Poilievre later said he believed in freedom of choice and would allow free votes from his caucus on the subject. He also established Charest’s own record on the matter.
“You are the only one on this stage who actually voted for a law that would recriminalize abortion when you were in the Mulroney government. You did it,” Poilievre said.
“And you can take a moment now to retract your previous vote if you changed your mind, but that was your position. You seem to have forgotten. You forgot a lot of things on your file.

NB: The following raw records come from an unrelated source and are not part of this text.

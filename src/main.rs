//! Command-line interface to the Droplet-on-Demand robot controller.
//!
//! Arguments are parsed in two passes: a minimal pre-pass picks up the
//! connection options, discovery runs against the robot, and the full
//! parser is then built with the legal `--move`/`--task`/`--get` choices
//! taken from the live capability table.

use std::path::Path;
use std::process::ExitCode;

use clap::builder::PossibleValuesParser;
use clap::{Arg, ArgAction, ArgGroup, ArgMatches, Command};

use dod_robot_client::protocol::response::STATUS_KEY;
use dod_robot_client::{ClientResult, ResponsePayload, RobotClient};

const DEFAULT_URL: &str = "http://127.0.0.1:8080";
const DEFAULT_CAPABILITY_FILE: &str = "dod_capabilities.json";
const CLIENT_NAME: &str = "dod-cli";

fn main() -> ExitCode {
    env_logger::Builder::from_env(env_logger::Env::default().default_filter_or("info")).init();
    match run() {
        Ok(code) => code,
        Err(e) => {
            eprintln!("error: {}", e);
            ExitCode::FAILURE
        }
    }
}

fn run() -> ClientResult<ExitCode> {
    // Pre-pass: connection options only, everything else ignored.
    let pre = Command::new("dod")
        .disable_help_flag(true)
        .disable_version_flag(true)
        .ignore_errors(true)
        .arg(connection_arg("url"))
        .arg(connection_arg("capabilities"))
        .get_matches();
    let url = pre.get_one::<String>("url").cloned().unwrap_or_default();
    let capabilities = pre
        .get_one::<String>("capabilities")
        .cloned()
        .unwrap_or_default();

    let client = RobotClient::connect_to(&url, Path::new(&capabilities))?;

    let table = client.capabilities();
    let matches = build_cli(
        &table.get_names(),
        &table.do_values("Move"),
        &table.do_values("ExecuteTask"),
    )
    .get_matches();

    let reply = dispatch(&client, &matches)?;
    Ok(report(reply))
}

fn connection_arg(name: &'static str) -> Arg {
    match name {
        "url" => Arg::new("url")
            .long("url")
            .value_name("URL")
            .default_value(DEFAULT_URL)
            .env("DOD_URL")
            .help("Base URL of the robot controller"),
        _ => Arg::new("capabilities")
            .long("capabilities")
            .value_name("FILE")
            .default_value(DEFAULT_CAPABILITY_FILE)
            .env("DOD_CAPABILITIES")
            .help("Path to the capability file"),
    }
}

/// Build the full parser. Choice lists come from discovery; an empty list
/// means the enumeration is unresolved and the argument stays free-form.
fn build_cli(gets: &[String], moves: &[String], tasks: &[String]) -> Command {
    let choices = |arg: Arg, values: &[String]| -> Arg {
        if values.is_empty() {
            arg
        } else {
            arg.value_parser(PossibleValuesParser::new(values.to_vec()))
        }
    };

    Command::new("dod")
        .about("Droplet-on-Demand robot controller client")
        .arg(connection_arg("url"))
        .arg(connection_arg("capabilities"))
        .arg(choices(
            Arg::new("get")
                .long("get")
                .value_name("ENDPOINT")
                .help("Query a read-only endpoint"),
            gets,
        ))
        .arg(
            Arg::new("connect")
                .long("connect")
                .action(ArgAction::SetTrue)
                .help("Open a control session with the robot"),
        )
        .arg(
            Arg::new("disconnect")
                .long("disconnect")
                .action(ArgAction::SetTrue)
                .help("Close the control session"),
        )
        .arg(choices(
            Arg::new("move")
                .long("move")
                .value_name("POSITION")
                .help("Move to a named position"),
            moves,
        ))
        .arg(choices(
            Arg::new("task")
                .long("task")
                .value_name("TASK")
                .help("Execute a named task"),
            tasks,
        ))
        .group(
            ArgGroup::new("action")
                .args(["get", "connect", "disconnect", "move", "task"])
                .required(true),
        )
}

fn dispatch(client: &RobotClient, matches: &ArgMatches) -> ClientResult<Option<ResponsePayload>> {
    if let Some(endpoint) = matches.get_one::<String>("get") {
        client.get(endpoint)
    } else if matches.get_flag("connect") {
        client.connect(CLIENT_NAME)
    } else if matches.get_flag("disconnect") {
        client.disconnect()
    } else if let Some(position) = matches.get_one::<String>("move") {
        client.move_to(position)
    } else {
        // The action group is required, so --task is all that is left.
        let task = matches.get_one::<String>("task").expect("required group");
        client.execute_task(task)
    }
}

fn report(reply: Option<ResponsePayload>) -> ExitCode {
    match reply {
        Some(payload) => {
            let status = payload
                .status
                .get(STATUS_KEY)
                .map(String::as_str)
                .unwrap_or("?");
            println!("Status: {}", status);
            println!("Result: {}", payload.result);
            if payload.is_error() {
                eprintln!(
                    "robot error {}: {}",
                    payload.error_code, payload.error_message
                );
                return ExitCode::FAILURE;
            }
            ExitCode::SUCCESS
        }
        None => {
            eprintln!("no response from robot");
            ExitCode::from(2)
        }
    }
}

In 1990, Charest voted in favor of Bill C-43, which Brian Mulroney’s government introduced after a 1988 Supreme Court decision decriminalizing abortion. The bill would have recriminalized the procedure except when a woman’s health was at risk, but died in a tie vote in the Senate.
Without mentioning Poilievre’s name, Brown also used his opening statement to attack the pompous political style of longtime Tories, saying that’s not what the party needs to grow in the suburbs and regions. such as the Greater Toronto Area.
“The pre-party choice is clear,” Brown said.
“Do we want an ineligible party leader who drives voters away, falls straight into liberal trappings, gives unclear answers on divisible issues like abortion, and pits conservatives against each other?
Most of the six candidates have directly referenced COVID-19 vaccine mandates as one of the main reasons for what they see as a division in the country, with Lewis saying she believes Canada must once again become a beacon of life because people are “traumatized” by the pandemic. – related health rules.
Charest was a notable exception, as he pointed to disagreements over oil and gas between the eastern and western sides of the country as the cause of the conflict.
“I see a country that is deeply divided and I am running because I believe national unity is the No. 1 challenge for any prime minister,” he said.
Although the race was described as a contentious battle for the soul of the party after three straight election defeats to the Liberals, the atmosphere of Wednesday’s event was noticeably lighter at times. Candidates were asked a series of personal questions about their favorite political heroes, the books they read and the last TV show they binged.
Speaking afterwards, Charest, who led the former federal Progressive Conservative Party in the 1990s, said he found the formal debate “unusual” and did not expect to respond to questions. such personal matters.
Moderator Tom Clark, a former political journalist, applied sometimes complex rules. One segment required candidates to lift a paddle to participate, and Clark took time out for candidates whose supporters interrupted the debate with cheers. A clip of a sad trombone also played when the suitors broke some rules.
Candidates were pushed to provide clear answers on policy elements ranging from support for a no-fly zone over Ukraine, to supply management and the implementation of the 94 calls to the work of the Truth and Reconciliation Commission of Canada.
For his vision for Canada, Rural Ontario MP Scott Aitchison said he wants to renew the promise that the next generation of Canadians will be better than the last and eliminate divisive rhetoric from politics.
Roman Baber, the Independent MPP for Ontario who was kicked out of Premier Doug Ford’s caucus for opposing COVID-19 restrictions, said he wants to restore democracy to Canada and end what he called “21st century segregation,” referring to vaccination mandates.